STT-MRAM offers several compelling advantages, positioning it as a leading contender in the non-volatile memory (NVM) market [
8]. However, similar to other established memory technologies, it faces critical technical challenges that can significantly affect its performance and reliability [
9]. One of the primary concerns is process variation, arising from inconsistencies in the geometry and resistance of the magnetic tunnel junction (MTJ) storage elements [
10]. These variations disrupt access operations, resulting in deviations in MTJ conductance and fluctuations in the switching threshold current.

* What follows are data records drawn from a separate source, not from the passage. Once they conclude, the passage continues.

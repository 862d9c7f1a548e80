//! IP check orchestration
//!
//! validate → existence check → lookup → atomic insert → outcome.
//! Shared by the HTTP handler; holds no per-request state.

use std::sync::Arc;

use chrono::{DateTime, Utc};
use tracing::{error, info, warn};

use crate::errors::Result;
use crate::services::geoip::{GeoDetails, GeoLookup};
use crate::storage::{InsertOutcome, IpRecordStore};
use crate::utils::ip_validator;

// ============ Outcomes ============

/// 输入被拒绝的原因
#[derive(Debug, Clone, Copy, PartialEq, Eq)]
pub enum InputError {
    Missing,
    Malformed,
}

impl InputError {
    pub fn message(&self) -> &'static str {
        match self {
            InputError::Missing => "IP address is required",
            InputError::Malformed => "Invalid IP address format",
        }
    }
}

/// 地址已经检查过
#[derive(Debug, Clone, PartialEq, Eq)]
pub struct DuplicateInfo {
    pub address: String,
    /// None when the winning record could not be read back after a lost race
    pub first_checked: Option<DateTime<Utc>>,
    /// 并发插入时被其他请求抢先
    pub race: bool,
}

impl DuplicateInfo {
    pub fn message(&self) -> &'static str {
        if self.race {
            "IP address was just checked by another request"
        } else {
            "IP address already checked"
        }
    }
}

/// 首次检查成功
#[derive(Debug, Clone, PartialEq)]
pub struct CheckedIp {
    pub address: String,
    pub details: GeoDetails,
}

#[derive(Debug, Clone, PartialEq)]
pub enum CheckOutcome {
    Rejected(InputError),
    Duplicate(DuplicateInfo),
    Checked(CheckedIp),
}

// ============ Service ============

pub struct IpCheckService {
    store: Arc<dyn IpRecordStore>,
    lookup: Arc<dyn GeoLookup>,
}

impl IpCheckService {
    pub fn new(store: Arc<dyn IpRecordStore>, lookup: Arc<dyn GeoLookup>) -> Self {
        Self { store, lookup }
    }

    /// Check one raw address.
    ///
    /// Invalid input never touches the store or the network. A known address
    /// never triggers a lookup. A failed lookup writes nothing.
    pub async fn check_ip(&self, raw_input: &str) -> Result<CheckOutcome> {
        let trimmed = raw_input.trim();
        if trimmed.is_empty() {
            info!("Rejected check: empty address");
            return Ok(CheckOutcome::Rejected(InputError::Missing));
        }

        let Some(address) = ip_validator::canonicalize(trimmed) else {
            info!("Rejected check: malformed address {:?}", trimmed);
            return Ok(CheckOutcome::Rejected(InputError::Malformed));
        };

        if let Some(record) = self.store.find_by_address(&address).await? {
            info!(
                "Duplicate check for {} (first seen {})",
                address, record.first_seen
            );
            return Ok(CheckOutcome::Duplicate(DuplicateInfo {
                address,
                first_checked: Some(record.first_seen),
                race: false,
            }));
        }

        let details = match self.lookup.lookup(&address).await {
            Ok(details) => details,
            Err(e) => {
                error!(
                    "Lookup via {} failed for {}: {:?}",
                    self.lookup.name(),
                    address,
                    e
                );
                return Err(e.into());
            }
        };

        match self.store.insert_if_absent(&address).await? {
            InsertOutcome::Inserted(record) => {
                info!("Checked new address {} (id {})", address, record.id);
                Ok(CheckOutcome::Checked(CheckedIp { address, details }))
            }
            InsertOutcome::AlreadyExists => {
                // 另一个请求在 lookup 期间抢先写入
                let first_checked = match self.store.find_by_address(&address).await {
                    Ok(record) => record.map(|r| r.first_seen),
                    Err(e) => {
                        warn!("Could not read back winning record for {}: {}", address, e);
                        None
                    }
                };
                info!("Lost insert race for {}, reporting duplicate", address);
                Ok(CheckOutcome::Duplicate(DuplicateInfo {
                    address,
                    first_checked,
                    race: true,
                }))
            }
        }
    }
}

Synchronization issues further impact STT-MRAM reliability. In synchronous designs, write operations are typically confined to fixed time windows, which may prevent certain memory cells from completing their state transitions within the allotted duration [
8]. Additionally, thermal fluctuations introduce further instability by injecting randomness into the switching behavior. These circuits use MTJ-based sensors and hybrid designs that include self-referencing mechanisms or poly-resistor references to stabilize read operations under changing temperature conditions [
11]. This increases the likelihood of unintended resistance changes in the MTJ, even in the absence of explicit write operations [
12,
13]. Another critical issue is read disturbance, wherein the read operation itself can inadvertently cause MTJ switching, leading to both read and write errors and thereby compromising data integrity. These reliability concerns are further exacerbated by manufacturing imperfections, which can degrade overall device performance. As technology nodes scale down, these challenges are expected to worsen, necessitating advanced design methodologies and process-level optimizations to improve STT-MRAM robustness and efficiency.
To mitigate these challenges, a variety of circuit-level and architectural solutions have been proposed. For example, the study in [
14] recommended using transistors smaller than the worst-case size to reduce write energy consumption. It further advocated a hybrid magnetic and circuit-level design approach to enhance STT-MRAM efficiency. Likewise, the authors in [
15] proposed a hybrid memory architecture that integrates static RAM (SRAM) with STT-MRAM, aiming to balance performance with energy efficiency. Another study [
16] investigated the use of write buffers to improve overall system throughput.
In the domain of signal processing, advanced channel coding plays a critical role in improving system performance and addressing the aforementioned reliability concerns. The increasing demand for high-density storage and cost-effective digital integrated circuits (ICs) has accelerated the adoption of sophisticated coding and signal processing techniques in modern memory systems [
8]. Errors occurring during read and write operations can be mitigated through the application of error-correcting codes (ECCs). For instance, the use of (71, 64) Hamming codes and (72, 64) extended Hamming codes has been proposed for STT-MRAM to correct single-bit errors efficiently [
17]. Furthermore, BCH codes with multi-bit error correction capabilities have been introduced in [
18] to enhance storage density and robustness against more severe fault conditions.
Channel modeling has been extensively utilized to develop and evaluate error-correcting codes (ECCs) for STT-MRAM systems [
17,
19,
20,
21,
22]. Among these models, the cascaded channel model proposed in [
17] has proven effective in facilitating error-rate simulations and in serving as a representative communication channel model. Building upon this model, Nguyen [
8] observed that errors in STT-MRAM occur independently, with an asymmetric probability distribution between logic 0 and logic 1 bits.
To address this asymmetry, the authors in [
8] introduced a 7/9 sparse coding scheme designed to mitigate the imbalance in bit error probabilities. This method constrains the Hamming weight of each output codeword to remain below half of the total codeword length, thereby reducing the likelihood of erroneous bit flips. However, when attempting to improve the code rate by increasing the codeword length, encoding sparse codes typically relies on mapping strategies based on Euclidean distance decoding, an approach that is computationally intensive and requires substantial memory resources.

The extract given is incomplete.